§ Task to complete:
Return the data below exactly, stopping after the line with "pub mod types;".

§ Exercise inputs:
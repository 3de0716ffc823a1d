//! Append-only event log and outward broadcast seam.
//!
//! Every state change the engine makes leaves exactly one trace here. The log
//! is the sole source of historical reconstruction (the AAR scorer reads it);
//! the sink is a fire-and-forget broadcast whose failures never roll back the
//! underlying mutation.

pub mod log;
pub mod recorder;
pub mod sink;
pub mod types;

pub use log::{EventLog, MemoryEventLog};
pub use recorder::Recorder;
pub use sink::{EventSink, MemorySink, NoopSink};
pub use types::{AppendEvent, EntityKind, EventKind, EventLogEntry};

§ Written response:
repository 3de0716ffc823a1d
//! Append-only event log and outward broadcast seam.
//!
//! Every state change the engine makes leaves exactly one trace here. The log
//! is the sole source of historical reconstruction (the AAR scorer reads it);
//! the sink is a fire-and-forget broadcast whose failures never roll back the
//! underlying mutation.

pub mod log;
pub mod recorder;
pub mod sink;
pub mod types;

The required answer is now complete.